Фило задумчиво теребит бахрому скатерти. Все это очень хорошо, и связь теории вероятностей с комбинаторикой, а стало быть с жизнью в целом, для него теперь совершенно очевидна. Но из этого отнюдь не следует, что теория вероятностей так уж практически необходима. Вычислить вероятность удачи не значит еще удачи добиться. В конце концов, кто раздобыл рецепт королевского паштета? Кто отворил дверь подземелья? Асмодей или теория вероятностей?
— И что же из этого следует? — иронизирует бес. — Только то, что из пушки по воробьям не палят и что удовлетворение частных потребностей мсье Фило в намерения теории вероятностей не входит.
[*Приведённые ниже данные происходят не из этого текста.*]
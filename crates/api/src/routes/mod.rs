//! Route handlers for the HTTP API.

pub mod admin;
pub mod chat;
pub mod health;
pub mod marketplace;
pub mod subscriptions;

use axum::routing::{delete, get, patch, post};
use axum::Router;

use crate::state::AppState;

/// Build the router with all routes.
pub fn router() -> Router<AppState> {
    Router::new()
        // Health check
        .route("/health", get(health::health))
        // Marketplace
        .route("/api/marketplace", get(marketplace::list_agents))
        .route("/api/agents/:id", get(marketplace::get_agent))
        // Subscriptions
        .route("/api/me/agents", get(subscriptions::my_agents))
        .route(
            "/api/me/agents/:id/subscription",
            post(subscriptions::subscribe).delete(subscriptions::unsubscribe),
        )
        // Chat
        .route(
            "/api/chat/:agent_id/messages",
            get(chat::list_messages).post(chat::send_message),
        )
        .route("/api/chat/:agent_id/retry", post(chat::retry))
        .route("/api/chat/:agent_id/cancel", post(chat::cancel))
        .route("/api/chat/:agent_id/state", get(chat::turn_state))
        .route("/api/chat/:agent_id/export", get(chat::export))
        // Admin console
        .route("/api/admin/agents", post(admin::create_agent))
        .route("/api/admin/agents/test", post(admin::test_agent))
        .route("/api/admin/agents/:id", delete(admin::delete_agent))
        .route("/api/admin/users", get(admin::list_users))
        .route("/api/admin/users/:id", patch(admin::update_user))
        .route("/api/admin/stats", get(admin::stats))
        .route(
            "/api/admin/api-keys",
            get(admin::list_api_keys).post(admin::create_api_key),
        )
        .route(
            "/api/admin/api-keys/:id",
            patch(admin::update_api_key).delete(admin::delete_api_key),
        )
}
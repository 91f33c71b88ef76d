//! Provider API key CRUD operations.

use sqlx::SqlitePool;

use crate::error::{DatabaseError, Result};
use crate::models::ApiKey;

/// Create a new API key record.
pub async fn create_api_key(
    pool: &SqlitePool,
    name: &str,
    provider: &str,
    secret: &str,
    description: &str,
) -> Result<ApiKey> {
    let key = sqlx::query_as::<_, ApiKey>(
        r#"
        INSERT INTO api_keys (name, provider, secret, description)
        VALUES (?, ?, ?, ?)
        RETURNING id, name, provider, secret, description, active, created_at,
                  requests_today, total_requests, last_used, monthly_cost
        "#,
    )
    .bind(name)
    .bind(provider)
    .bind(secret)
    .bind(description)
    .fetch_one(pool)
    .await?;

    Ok(key)
}

/// List API keys, newest first.
pub async fn list_api_keys(pool: &SqlitePool) -> Result<Vec<ApiKey>> {
    let keys = sqlx::query_as::<_, ApiKey>(
        r#"
        SELECT id, name, provider, secret, description, active, created_at,
               requests_today, total_requests, last_used, monthly_cost
        FROM api_keys
        ORDER BY created_at DESC, id DESC
        "#,
    )
    .fetch_all(pool)
    .await?;

    Ok(keys)
}

/// Enable or disable an API key.
pub async fn set_active(pool: &SqlitePool, id: i64, active: bool) -> Result<()> {
    let result = sqlx::query(
        r#"
        UPDATE api_keys
        SET active = ?
        WHERE id = ?
        "#,
    )
    .bind(active)
    .bind(id)
    .execute(pool)
    .await?;

    if result.rows_affected() == 0 {
        return Err(DatabaseError::NotFound {
            entity: "ApiKey",
            id: id.to_string(),
        });
    }

    Ok(())
}

/// Delete an API key.
pub async fn delete_api_key(pool: &SqlitePool, id: i64) -> Result<()> {
    let result = sqlx::query(
        r#"
        DELETE FROM api_keys
        WHERE id = ?
        "#,
    )
    .bind(id)
    .execute(pool)
    .await?;

    if result.rows_affected() == 0 {
        return Err(DatabaseError::NotFound {
            entity: "ApiKey",
            id: id.to_string(),
        });
    }

    Ok(())
}

#[cfg(test)]
mod tests {
    use super::*;
    use crate::test_support::test_db;

    #[tokio::test]
    async fn test_api_key_lifecycle() {
        let db = test_db().await;

        let key = create_api_key(db.pool(), "Primary", "openai", "sk-test-123456", "main key")
            .await
            .unwrap();
        assert!(key.active);
        assert_eq!(key.total_requests, 0);
        assert!(key.last_used.is_none());

        set_active(db.pool(), key.id, false).await.unwrap();
        let keys = list_api_keys(db.pool()).await.unwrap();
        assert_eq!(keys.len(), 1);
        assert!(!keys[0].active);

        delete_api_key(db.pool(), key.id).await.unwrap();
        assert!(list_api_keys(db.pool()).await.unwrap().is_empty());

        let result = delete_api_key(db.pool(), key.id).await;
        assert!(matches!(result, Err(DatabaseError::NotFound { .. })));
    }
}
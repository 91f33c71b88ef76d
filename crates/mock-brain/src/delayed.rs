//! Delayed brain implementation - wraps another brain with artificial delay.

use std::time::Duration;

use brain_core::{async_trait, Brain, BrainError, Reply, ReplyRequest};
use tokio::time::sleep;

/// A brain that wraps another brain and adds artificial delay.
///
/// Used to simulate provider latency and to exercise timeouts and
/// cancellation.
pub struct DelayedBrain<B: Brain> {
    inner: B,
    delay: Duration,
}

impl<B: Brain> DelayedBrain<B> {
    /// Create a new DelayedBrain wrapping the given brain with the specified delay.
    pub fn new(inner: B, delay: Duration) -> Self {
        Self { inner, delay }
    }

    /// Create a brain with a delay in milliseconds.
    pub fn with_millis(inner: B, millis: u64) -> Self {
        Self::new(inner, Duration::from_millis(millis))
    }
}

#[async_trait]
impl<B: Brain> Brain for DelayedBrain<B> {
    async fn generate(&self, request: ReplyRequest) -> Result<Reply, BrainError> {
        sleep(self.delay).await;
        self.inner.generate(request).await
    }

    fn name(&self) -> &str {
        "DelayedBrain"
    }

    async fn is_ready(&self) -> bool {
        self.inner.is_ready().await
    }

    async fn shutdown(&self) -> Result<(), BrainError> {
        self.inner.shutdown().await
    }
}

#[cfg(test)]
mod tests {
    use super::*;
    use crate::{test_request, EchoBrain};
    use tokio::time::Instant;

    #[tokio::test(start_paused = true)]
    async fn test_delayed_brain() {
        let brain = DelayedBrain::with_millis(EchoBrain::new(), 1200);

        let start = Instant::now();
        let reply = brain.generate(test_request("test")).await.unwrap();

        assert_eq!(reply.content, "test");
        assert!(start.elapsed() >= Duration::from_millis(1200));
    }

    #[tokio::test]
    async fn test_brain_name() {
        let brain = DelayedBrain::with_millis(EchoBrain::new(), 0);
        assert_eq!(brain.name(), "DelayedBrain");
    }
}
//! Aggregate counts for the admin dashboard.

use sqlx::SqlitePool;

use crate::models::AdminStats;
use crate::{message, subscription, user, Result};

/// Count active agents.
pub async fn count_active_agents(pool: &SqlitePool) -> Result<i64> {
    let count = sqlx::query_scalar::<_, i64>(
        r#"
        SELECT COUNT(*) FROM agents WHERE status = 'active'
        "#,
    )
    .fetch_one(pool)
    .await?;

    Ok(count)
}

/// Collect dashboard counts.
pub async fn admin_stats(pool: &SqlitePool) -> Result<AdminStats> {
    Ok(AdminStats {
        users: user::count_users(pool).await?,
        active_agents: count_active_agents(pool).await?,
        active_subscriptions: subscription::count_active(pool).await?,
        messages: message::count_all(pool).await?,
    })
}
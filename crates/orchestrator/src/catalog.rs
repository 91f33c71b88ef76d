//! Agent catalog: marketplace listing, lookup and admin workflows.

use database::validation::{
    validate_agent_name, validate_max_tokens, validate_model_length, validate_price,
    validate_required, validate_temperature,
};
use serde::Serialize;
use tracing::info;

use crate::error::{OrchestratorError, Result};
use crate::model::{Agent, AgentDraft, AgentId, AgentStatus};
use crate::repository::SharedBackend;

/// Category value that disables category filtering.
pub const ALL_CATEGORIES: &str = "All";

/// Greeting used when an agent has no welcome message.
pub const DEFAULT_GREETING: &str = "How can I help you today?";

/// Result of an agent dry-run from the admin console.
#[derive(Debug, Clone, PartialEq, Eq, Serialize)]
pub struct AgentTestReport {
    pub success: bool,
    pub issues: Vec<String>,
    /// What the agent would say when a conversation opens.
    pub sample_response: Option<String>,
}

/// Read-mostly view of the agent catalog.
#[derive(Clone)]
pub struct Catalog {
    backend: SharedBackend,
}

impl Catalog {
    pub fn new(backend: SharedBackend) -> Self {
        Self { backend }
    }

    /// Active agents ordered by name, optionally filtered.
    ///
    /// `category` matches exactly (case-insensitive) unless it is empty or
    /// [`ALL_CATEGORIES`]. `query` matches anywhere in the name or
    /// description.
    pub async fn marketplace(
        &self,
        category: Option<&str>,
        query: Option<&str>,
    ) -> Result<Vec<Agent>> {
        let category = category
            .map(str::trim)
            .filter(|c| !c.is_empty() && !c.eq_ignore_ascii_case(ALL_CATEGORIES));
        let query = query
            .map(|q| q.trim().to_lowercase())
            .filter(|q| !q.is_empty());

        let agents = self.backend.list_agents(true).await?;
        Ok(agents
            .into_iter()
            .filter(|agent| category.map_or(true, |c| agent.category.eq_ignore_ascii_case(c)))
            .filter(|agent| {
                query.as_deref().map_or(true, |q| {
                    agent.name.to_lowercase().contains(q)
                        || agent.description.to_lowercase().contains(q)
                })
            })
            .collect())
    }

    /// Every agent, including inactive ones.
    pub async fn all(&self) -> Result<Vec<Agent>> {
        self.backend.list_agents(false).await
    }

    /// Look up an agent regardless of status.
    pub async fn get(&self, id: AgentId) -> Result<Agent> {
        self.backend
            .get_agent(id)
            .await?
            .ok_or_else(|| OrchestratorError::agent_not_found(id))
    }

    /// Look up an agent that can be subscribed to.
    ///
    /// Inactive agents are reported as `NotFound`.
    pub async fn get_active(&self, id: AgentId) -> Result<Agent> {
        let agent = self.get(id).await?;
        if !agent.is_active() {
            return Err(OrchestratorError::agent_not_found(id));
        }
        Ok(agent)
    }

    /// Validate and store a new agent.
    pub async fn create(&self, draft: &AgentDraft) -> Result<Agent> {
        let issues = validate_draft(draft);
        if !issues.is_empty() {
            return Err(OrchestratorError::InvalidInput(issues.join("; ")));
        }

        let agent = self
            .backend
            .insert_agent(draft, &draft.prompt.fingerprint())
            .await?;
        info!(agent_id = agent.id, name = %agent.name, "Created agent");
        Ok(agent)
    }

    /// Dry-run a draft without storing it.
    pub fn test_agent(&self, draft: &AgentDraft) -> AgentTestReport {
        let issues = validate_draft(draft);
        if !issues.is_empty() {
            return AgentTestReport {
                success: false,
                issues,
                sample_response: None,
            };
        }

        AgentTestReport {
            success: true,
            issues,
            sample_response: Some(sample_greeting(&draft.name, &draft.prompt.welcome)),
        }
    }

    /// Take an agent off the marketplace.
    ///
    /// Existing subscriptions and conversations are left untouched.
    pub async fn deactivate(&self, id: AgentId) -> Result<()> {
        self.backend
            .set_agent_status(id, AgentStatus::Inactive)
            .await?;
        info!(agent_id = id, "Deactivated agent");
        Ok(())
    }

    /// Put an agent back on the marketplace.
    pub async fn activate(&self, id: AgentId) -> Result<()> {
        self.backend.set_agent_status(id, AgentStatus::Active).await
    }
}

/// Greeting shown when a conversation opens.
pub fn sample_greeting(name: &str, welcome: &str) -> String {
    let welcome = welcome.trim();
    let welcome = if welcome.is_empty() {
        DEFAULT_GREETING
    } else {
        welcome
    };
    format!("Hello! I'm {}. {}", name.trim(), welcome)
}

/// Collect every problem with a draft, in form order.
pub fn validate_draft(draft: &AgentDraft) -> Vec<String> {
    let checks = [
        validate_agent_name(&draft.name),
        validate_required("Category", &draft.category),
        validate_required("Description", &draft.description),
        validate_price(draft.price),
        validate_required("System prompt", &draft.prompt.system),
        validate_temperature(f64::from(draft.settings.temperature)),
        validate_max_tokens(i64::from(draft.settings.max_tokens)),
        validate_model_length(&draft.settings.model),
    ];

    checks
        .into_iter()
        .filter_map(|check| check.err())
        .map(|err| err.to_string())
        .collect()
}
— Уж конечно! — поддерживает Мате. — У нее совсем иные цели. Ведь если комбинаторика — инструмент, которым пользуется теория вероятностей, то сама теория вероятностей — инструмент, с помощью которого познают мир и его законы самые разнообразные науки. Биология — наука о живых организмах, состоящих из громадного количества клеток. Статистическая физика — она исследует неживую природу, но объекты ее изучения опять-таки состоят из мириадов мельчайших частиц. Астрономия, которая имеет дело с бесчисленным множеством небесных тел. Наконец, статистика — одна из тех наук, которые изучают жизнь общества, иначе говоря — огромного множества людей, и потому занимают такое важное место в государственном планировании, экономике, организации производства… Словом, если неэвклидова геометрия приложима лишь к беспредельным пространствам Вселенной, а теория относительности — к фантастическим скоростям, близким к скорости света, то теория вероятностей применяется во всех без исключения областях, где мы сталкиваемся с так называемыми большими, а на самом деле — грандиозными числами. С теми самыми, о которых беседовали на улице Сен-Мишель Ферма и Паскаль и закон которых в конце семнадцатого столетия открыл швейцарский математик Якоб Бернулли.
— Скажите! — удивляется Фило. — А ведь с чего все началось? Всего-то с игры в кости!
— Ничего странного, мсье, — подает голос черт. — Не спорю: игра в кости, как и другие азартные игры, — это, конечно, бяка. И все же ей удалось, как видите, сыграть не только дурную, но и положительную роль в истории человечества. Мсье Паскаль даже полагал, что в этой случайности есть своя закономерность. По его мнению, человеческая изобретательность проявляется наиболее ярко именно в играх… И все-таки вы, надеюсь, не думаете, что теория вероятностей в наши дни осталась на том же уровне, что в семнадцатом веке?
Фило сейчас же надувается. Не такой уж он олух! После всего сказанного…
— Вот именно после всего сказанного! — Мате примирительно дотрагивается до руки, теребящей скатерть. — После всего сказанного совершенно ясно, что со временем в теории вероятностей произошли значительные перемены. И если поначалу, так сказать, на заре туманной юности, задачи ее ограничивались вычислением вероятностей отдельных событий, то уже в восемнадцатом и девятнадцатом веках, с ростом промышленности и экспериментальной науки, сама жизнь поставила теорию вероятностей на службу новым, более сложным проблемам. Различные формы страхования, ошибки, связанные с научными наблюдениями и опытами, — все это заставило ее обратиться к исследованию так называемых случайных величин. Элементы этого понятия встречаются уже в трактате Гюйгенса «Об азартных играх». Потом им занимались многие европейские ученые: Даниил Бернулли, Пуассон, Муавр, Лаплас, Лежандр, Гаусс… И все же наиболее четкую формулировку понятие случайной величины обрело в трудах советского академика Колмогорова.